Saved entries:
__________
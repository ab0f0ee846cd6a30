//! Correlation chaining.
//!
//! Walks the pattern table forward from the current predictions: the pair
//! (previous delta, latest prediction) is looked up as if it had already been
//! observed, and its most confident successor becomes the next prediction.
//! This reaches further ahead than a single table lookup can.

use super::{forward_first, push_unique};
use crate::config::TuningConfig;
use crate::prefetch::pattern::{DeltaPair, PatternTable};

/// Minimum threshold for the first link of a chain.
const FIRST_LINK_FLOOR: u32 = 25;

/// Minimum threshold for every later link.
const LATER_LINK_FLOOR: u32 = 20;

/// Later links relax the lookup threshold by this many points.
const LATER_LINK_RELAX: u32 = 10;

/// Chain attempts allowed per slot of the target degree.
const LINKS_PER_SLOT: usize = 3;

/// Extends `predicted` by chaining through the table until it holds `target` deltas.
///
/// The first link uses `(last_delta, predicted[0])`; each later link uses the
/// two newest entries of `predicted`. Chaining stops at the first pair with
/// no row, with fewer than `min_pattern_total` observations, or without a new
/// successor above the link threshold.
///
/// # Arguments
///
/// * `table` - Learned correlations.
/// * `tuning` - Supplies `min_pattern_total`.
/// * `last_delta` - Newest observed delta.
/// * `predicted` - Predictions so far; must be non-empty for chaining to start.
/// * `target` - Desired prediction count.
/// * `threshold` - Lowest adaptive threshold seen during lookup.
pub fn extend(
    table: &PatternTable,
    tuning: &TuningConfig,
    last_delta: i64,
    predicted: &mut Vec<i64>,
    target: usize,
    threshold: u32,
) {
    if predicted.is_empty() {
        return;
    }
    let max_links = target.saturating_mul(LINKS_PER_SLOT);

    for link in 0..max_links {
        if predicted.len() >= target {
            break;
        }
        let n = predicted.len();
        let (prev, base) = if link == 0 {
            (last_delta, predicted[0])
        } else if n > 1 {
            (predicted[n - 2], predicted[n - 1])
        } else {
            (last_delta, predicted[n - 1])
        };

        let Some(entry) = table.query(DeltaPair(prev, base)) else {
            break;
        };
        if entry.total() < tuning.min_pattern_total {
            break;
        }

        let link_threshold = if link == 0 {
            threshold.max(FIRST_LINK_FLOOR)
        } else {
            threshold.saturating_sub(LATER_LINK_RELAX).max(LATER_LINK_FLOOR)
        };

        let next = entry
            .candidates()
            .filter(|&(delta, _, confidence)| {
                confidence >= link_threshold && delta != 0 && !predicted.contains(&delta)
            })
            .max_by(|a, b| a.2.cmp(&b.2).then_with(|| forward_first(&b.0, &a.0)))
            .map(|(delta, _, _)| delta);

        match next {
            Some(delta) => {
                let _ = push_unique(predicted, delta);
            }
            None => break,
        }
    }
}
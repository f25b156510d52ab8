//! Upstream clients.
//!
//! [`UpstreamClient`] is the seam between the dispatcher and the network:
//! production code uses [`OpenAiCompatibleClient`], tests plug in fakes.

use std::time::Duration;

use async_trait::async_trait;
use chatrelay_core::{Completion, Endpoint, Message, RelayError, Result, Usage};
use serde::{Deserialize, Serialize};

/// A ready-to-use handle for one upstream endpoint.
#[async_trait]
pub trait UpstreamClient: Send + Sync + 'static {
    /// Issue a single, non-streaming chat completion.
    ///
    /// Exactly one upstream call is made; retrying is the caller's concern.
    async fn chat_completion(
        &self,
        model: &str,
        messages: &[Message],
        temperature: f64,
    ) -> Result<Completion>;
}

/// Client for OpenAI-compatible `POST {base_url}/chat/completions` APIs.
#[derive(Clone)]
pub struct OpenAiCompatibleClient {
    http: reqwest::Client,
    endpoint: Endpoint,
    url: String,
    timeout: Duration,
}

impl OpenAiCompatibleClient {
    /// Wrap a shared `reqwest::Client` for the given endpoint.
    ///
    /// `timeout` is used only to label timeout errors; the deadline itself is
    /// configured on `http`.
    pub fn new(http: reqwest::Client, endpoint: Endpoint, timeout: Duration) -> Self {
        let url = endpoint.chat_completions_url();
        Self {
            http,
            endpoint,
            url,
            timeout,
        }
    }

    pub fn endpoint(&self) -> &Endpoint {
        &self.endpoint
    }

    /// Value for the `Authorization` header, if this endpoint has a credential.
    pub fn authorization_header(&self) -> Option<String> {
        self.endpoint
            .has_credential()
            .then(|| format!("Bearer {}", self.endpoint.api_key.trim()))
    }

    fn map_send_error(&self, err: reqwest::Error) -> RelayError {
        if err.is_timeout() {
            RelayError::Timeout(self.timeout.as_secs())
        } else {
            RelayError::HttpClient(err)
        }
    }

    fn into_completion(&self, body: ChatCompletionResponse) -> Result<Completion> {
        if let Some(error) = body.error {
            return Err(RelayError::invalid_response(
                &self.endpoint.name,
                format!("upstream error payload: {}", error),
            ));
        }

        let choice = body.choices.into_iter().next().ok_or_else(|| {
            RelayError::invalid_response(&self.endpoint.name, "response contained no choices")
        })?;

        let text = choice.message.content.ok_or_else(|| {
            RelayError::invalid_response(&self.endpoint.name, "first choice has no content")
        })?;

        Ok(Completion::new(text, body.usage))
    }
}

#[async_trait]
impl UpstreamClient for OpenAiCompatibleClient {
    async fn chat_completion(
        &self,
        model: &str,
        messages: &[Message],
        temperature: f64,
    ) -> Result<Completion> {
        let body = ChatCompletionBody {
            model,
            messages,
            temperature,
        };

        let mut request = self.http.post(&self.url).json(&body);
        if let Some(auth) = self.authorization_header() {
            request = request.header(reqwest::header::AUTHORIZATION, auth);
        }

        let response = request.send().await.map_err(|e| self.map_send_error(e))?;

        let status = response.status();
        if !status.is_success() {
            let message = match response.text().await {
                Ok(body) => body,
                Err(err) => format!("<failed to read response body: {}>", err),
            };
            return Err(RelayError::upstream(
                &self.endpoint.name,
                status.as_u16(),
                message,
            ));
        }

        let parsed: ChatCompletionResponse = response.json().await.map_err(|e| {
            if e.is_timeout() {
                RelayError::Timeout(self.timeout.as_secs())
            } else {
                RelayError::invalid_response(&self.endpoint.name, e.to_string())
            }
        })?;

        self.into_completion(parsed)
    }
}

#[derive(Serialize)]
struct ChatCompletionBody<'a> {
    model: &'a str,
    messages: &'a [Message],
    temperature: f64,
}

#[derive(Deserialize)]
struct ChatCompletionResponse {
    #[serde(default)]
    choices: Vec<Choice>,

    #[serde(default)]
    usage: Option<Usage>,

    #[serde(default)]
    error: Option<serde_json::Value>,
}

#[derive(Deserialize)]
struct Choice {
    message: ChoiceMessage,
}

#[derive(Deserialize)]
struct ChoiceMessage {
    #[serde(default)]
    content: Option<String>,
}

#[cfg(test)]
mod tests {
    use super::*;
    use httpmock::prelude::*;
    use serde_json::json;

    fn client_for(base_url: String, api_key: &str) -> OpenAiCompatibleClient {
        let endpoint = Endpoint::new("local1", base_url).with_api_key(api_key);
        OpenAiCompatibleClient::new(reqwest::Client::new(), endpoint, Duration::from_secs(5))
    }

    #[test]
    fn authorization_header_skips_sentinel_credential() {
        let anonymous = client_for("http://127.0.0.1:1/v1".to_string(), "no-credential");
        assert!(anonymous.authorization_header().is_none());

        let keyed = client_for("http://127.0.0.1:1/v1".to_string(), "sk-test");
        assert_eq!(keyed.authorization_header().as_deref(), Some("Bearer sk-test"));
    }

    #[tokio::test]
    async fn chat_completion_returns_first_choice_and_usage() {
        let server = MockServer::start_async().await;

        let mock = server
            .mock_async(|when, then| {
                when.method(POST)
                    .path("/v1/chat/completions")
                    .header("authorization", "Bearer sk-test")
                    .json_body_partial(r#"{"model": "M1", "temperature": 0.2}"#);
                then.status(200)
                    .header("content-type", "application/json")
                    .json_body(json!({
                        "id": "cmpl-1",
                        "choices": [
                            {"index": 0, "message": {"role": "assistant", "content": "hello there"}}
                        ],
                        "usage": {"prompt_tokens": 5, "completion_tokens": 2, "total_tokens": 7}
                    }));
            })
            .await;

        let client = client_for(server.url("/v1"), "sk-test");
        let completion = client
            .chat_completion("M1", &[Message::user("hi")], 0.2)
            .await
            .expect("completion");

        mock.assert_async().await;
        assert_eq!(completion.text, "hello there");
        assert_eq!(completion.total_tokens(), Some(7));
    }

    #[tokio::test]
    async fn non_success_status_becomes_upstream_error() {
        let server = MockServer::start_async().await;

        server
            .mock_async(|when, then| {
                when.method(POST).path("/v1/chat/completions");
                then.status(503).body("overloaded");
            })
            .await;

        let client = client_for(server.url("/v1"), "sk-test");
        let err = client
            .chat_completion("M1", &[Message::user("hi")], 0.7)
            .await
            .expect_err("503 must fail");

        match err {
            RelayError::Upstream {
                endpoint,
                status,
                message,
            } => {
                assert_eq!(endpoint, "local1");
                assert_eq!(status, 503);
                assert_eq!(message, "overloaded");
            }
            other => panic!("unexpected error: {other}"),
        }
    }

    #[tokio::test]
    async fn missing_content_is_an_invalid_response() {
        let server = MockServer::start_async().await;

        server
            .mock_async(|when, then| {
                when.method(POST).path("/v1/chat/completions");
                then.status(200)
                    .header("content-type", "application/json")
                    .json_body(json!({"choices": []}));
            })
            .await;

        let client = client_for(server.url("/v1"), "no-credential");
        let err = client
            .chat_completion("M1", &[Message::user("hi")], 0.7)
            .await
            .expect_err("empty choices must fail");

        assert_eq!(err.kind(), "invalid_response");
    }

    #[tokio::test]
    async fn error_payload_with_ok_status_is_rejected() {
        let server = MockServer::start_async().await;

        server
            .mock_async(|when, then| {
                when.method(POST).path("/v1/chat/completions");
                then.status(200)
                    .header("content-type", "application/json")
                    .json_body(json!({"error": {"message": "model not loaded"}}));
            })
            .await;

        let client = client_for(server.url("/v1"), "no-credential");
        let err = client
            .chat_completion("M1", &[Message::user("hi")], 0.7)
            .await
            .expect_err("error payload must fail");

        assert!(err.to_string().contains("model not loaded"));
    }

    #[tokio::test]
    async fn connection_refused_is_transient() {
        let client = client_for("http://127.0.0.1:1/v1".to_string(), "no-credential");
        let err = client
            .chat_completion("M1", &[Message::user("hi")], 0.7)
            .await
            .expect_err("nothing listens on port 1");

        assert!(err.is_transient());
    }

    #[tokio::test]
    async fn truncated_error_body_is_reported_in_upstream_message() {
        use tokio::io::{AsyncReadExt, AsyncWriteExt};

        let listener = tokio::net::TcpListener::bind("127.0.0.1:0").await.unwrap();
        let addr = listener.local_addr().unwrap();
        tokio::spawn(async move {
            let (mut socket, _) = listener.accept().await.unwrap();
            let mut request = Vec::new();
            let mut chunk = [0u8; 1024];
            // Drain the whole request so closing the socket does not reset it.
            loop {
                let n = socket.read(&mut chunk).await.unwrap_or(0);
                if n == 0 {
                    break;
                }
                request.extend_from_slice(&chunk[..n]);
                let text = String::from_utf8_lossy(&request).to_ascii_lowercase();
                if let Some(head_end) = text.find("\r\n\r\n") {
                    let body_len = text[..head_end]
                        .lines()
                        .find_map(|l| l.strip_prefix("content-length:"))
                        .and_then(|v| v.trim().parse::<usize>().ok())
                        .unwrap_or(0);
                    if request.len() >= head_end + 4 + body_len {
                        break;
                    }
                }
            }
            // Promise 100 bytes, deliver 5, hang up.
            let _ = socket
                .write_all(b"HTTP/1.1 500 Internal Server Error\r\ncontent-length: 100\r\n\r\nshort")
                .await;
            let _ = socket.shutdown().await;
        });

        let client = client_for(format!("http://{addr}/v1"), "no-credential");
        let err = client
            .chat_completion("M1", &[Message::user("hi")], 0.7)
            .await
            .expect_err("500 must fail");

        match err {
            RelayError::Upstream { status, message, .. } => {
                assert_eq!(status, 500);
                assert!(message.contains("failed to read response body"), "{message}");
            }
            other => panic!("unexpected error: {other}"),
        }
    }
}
__________
What the task asks:
Your answer must be the lines above from the one containing "the given endpoint." to the one containing "has a credential.", both included, restated word for word.

Exercise output:
    /// Wrap a shared `reqwest::Client` for the given endpoint.
    ///
    /// `timeout` is used only to label timeout errors; the deadline itself is
    /// configured on `http`.
    pub fn new(http: reqwest::Client, endpoint: Endpoint, timeout: Duration) -> Self {
        let url = endpoint.chat_completions_url();
        Self {
            http,
            endpoint,
            url,
            timeout,
        }
    }

    pub fn endpoint(&self) -> &Endpoint {
        &self.endpoint
    }

    /// Value for the `Authorization` header, if this endpoint has a credential.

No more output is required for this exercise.